I am pleased to appear here today. As you know, the Federal Reserve will submit its semiannual report on monetary policy to the Congress later this month. That report will cover in detail the System's policy targets for 1992, as well as our expectations for growth and inflation. Today, I would like to focus on some of the broad considerations bearing on our economic prospects.

The recent performance of the economy clearly has been disappointing, and it is apparent that some strong forces have been working against a typical cyclical revival in economic activity. Indeed, in many respects, these

underlying forces, which were obscured for a time by the gyrations associated with the crisis in the Persian Gulf, have been impeding growth since well before the economy tilted into recession in the fall of 1990.

During the 1990s, large stocks of physical assets were amassed in several sectors, largely financed by huge increases in indebtedness. The buildup of debt was originally largely collateralized or matched by rising asset values, but because of the weakening of property values, the debts have become more troubling. The endeavor to redress these debt imbalances has led many businesses and households to divert cash flows to debt repayment rather than investment and consumption, thereby depressing aggregate economic demand.

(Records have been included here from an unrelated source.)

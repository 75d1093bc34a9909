//! Memoization Statistics Module
//!
//! Counts hits, misses, evictions and uncached failures.

use serde::Serialize;

// == Memo Stats ==
/// Snapshot of a cache's counters.
#[derive(Debug, Clone, Default, PartialEq, Serialize)]
pub struct MemoStats {
    /// Calls served from the cache
    pub hits: u64,
    /// Calls that had to invoke the wrapped operation
    pub misses: u64,
    /// Entries dropped by the LRU policy
    pub evictions: u64,
    /// Wrapped calls that failed and were therefore not cached
    pub failures: u64,
    /// Current number of cached entries
    pub entries: usize,
    /// Maximum number of cached entries
    pub capacity: usize,
}

impl MemoStats {
    // == Constructor ==
    /// Creates zeroed counters for a cache of `capacity` entries.
    pub fn new(capacity: usize) -> Self {
        Self {
            capacity,
            ..Self::default()
        }
    }

    // == Hit Rate ==
    /// Returns hits / (hits + misses), or 0.0 before the first lookup.
    pub fn hit_rate(&self) -> f64 {
        let total = self.hits + self.misses;
        if total == 0 {
            0.0
        } else {
            self.hits as f64 / total as f64
        }
    }

    /// Counts a call served from the cache.
    pub fn record_hit(&mut self) {
        self.hits += 1;
    }

    /// Counts a call that invoked the operation.
    pub fn record_miss(&mut self) {
        self.misses += 1;
    }

    /// Counts an entry dropped by the LRU policy.
    pub fn record_eviction(&mut self) {
        self.evictions += 1;
    }

    /// Counts a failed call left uncached.
    pub fn record_failure(&mut self) {
        self.failures += 1;
    }
}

In the business sector, the most obvious example is that of commercial real estate, with the accumulation of vast amounts of office and other commercial space--space beyond the plausible needs in most locales well into the future. Our financial intermediaties, not just depository institutions but other lenders as well, lavished credit upon developers, and they are paying the price today in the form of loan losses and impaired capital positions, with adverse effects on their willingness to extend credit. This process has also damaged the asset positions, creditworthiness, and possibly the willingness to borrow of many developers, entrepreneurs, and other businesses. Another characteristic of the 1980s was the wave of mergers and buyouts--purchases of corporate assets, often involving the substitution of debt for equity and anticipating the sale of assets at higher prices.

In the household sector, purchases of motor vehicles and other consumer durables ran for several years at remarkably high levels and were often paid for with installment or other debt that carried longer maturities than had been normal. In some parts of the United States, the household spending boom reached to the purchase of homes, not simply for essential shelter, but as speculative investments--and often involving borrowing that constituted a heavy call on current and expected family incomes.

Most analysts, of course, were aware of the increasingly disturbing trends of rising household debt and elevated corporate leverage. However, they did not think that these burdens had reached a magnitude that would restrain the U.S. economy from a moderate cyclical recovery in 1991. Indeed, output began to move up last spring and, as inventory liquidation abated at midyear, closed the gap with the consumption of goods and services in much the same manner evident in the early stages of recoveries in other recent business cycles.

By late summer, however, with half the decline in output during the recession recovered, it became clear that the cumulative upward momentum that had characterized previous recoveries was spent. The continued strong propensity of households to pare debt and businesses to reduce leverage was a signal that the balance sheet restraints, a concern of many for a long time, had indeed taken hold.

Consumer spending on motor vehicles and other items softened, while household and business sentiment, which had rebounded in a normal fashion as the cyclical recovery began last spring, fell back in the autumn as the recovery stalled. Inventories backed up in the wholesale and retail trade sectors, particularly of goods ordered earlier from abroad in anticipation of climbing sales. The inventory bulge, in turn, contributed to the drop in imports of late and to the persistent slackness in industrial production in the United States. Moreover, although export activity has remained a bright spot for us, recessions and slower-than-expected economic growth in several major industrial countries over the second half of 1991 limited the growth of demand from abroad for our goods. All told, U.S. industrial output changed little between July and December.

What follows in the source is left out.